### [EXERCISE AIM]
Write out exactly, with no other output, the lines below from the one that contains "fs::create_dir_all(parent)" through the end.

### [RECORDS FOR THIS EXERCISE]
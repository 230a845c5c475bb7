//! Vault file persistence: atomic writes with owner-only permissions

use anyhow::{Context, Result};
use std::fs;
use std::path::Path;

pub fn load(path: &Path) -> Result<Vec<u8>> {
    fs::read(path).with_context(|| format!("reading vault file {}", path.display()))
}

pub fn exists(path: &Path) -> bool {
    path.exists()
}

/// Write-to-temp-then-rename: a crashed write never clobbers the current
/// record, and the rename is the single visible mutation.
pub fn save(path: &Path, data: &[u8]) -> Result<()> {
    if let Some(parent) = path.parent() {
        fs::create_dir_all(parent)
            .with_context(|| format!("creating {}", parent.display()))?;
    }

    let tmp = path.with_extension("tmp");
    fs::write(&tmp, data).with_context(|| format!("writing {}", tmp.display()))?;

    #[cfg(unix)]
    {
        use std::os::unix::fs::PermissionsExt;
        fs::set_permissions(&tmp, fs::Permissions::from_mode(0o600))
            .with_context(|| format!("restricting {}", tmp.display()))?;
    }

    fs::rename(&tmp, path).with_context(|| format!("replacing {}", path.display()))?;
    Ok(())
}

### [RESULT OF THE TASK]
        fs::create_dir_all(parent)
            .with_context(|| format!("creating {}", parent.display()))?;
    }

    let tmp = path.with_extension("tmp");
    fs::write(&tmp, data).with_context(|| format!("writing {}", tmp.display()))?;

    #[cfg(unix)]
    {
        use std::os::unix::fs::PermissionsExt;
        fs::set_permissions(&tmp, fs::Permissions::from_mode(0o600))
            .with_context(|| format!("restricting {}", tmp.display()))?;
    }

    fs::rename(&tmp, path).with_context(|| format!("replacing {}", path.display()))?;
    Ok(())
}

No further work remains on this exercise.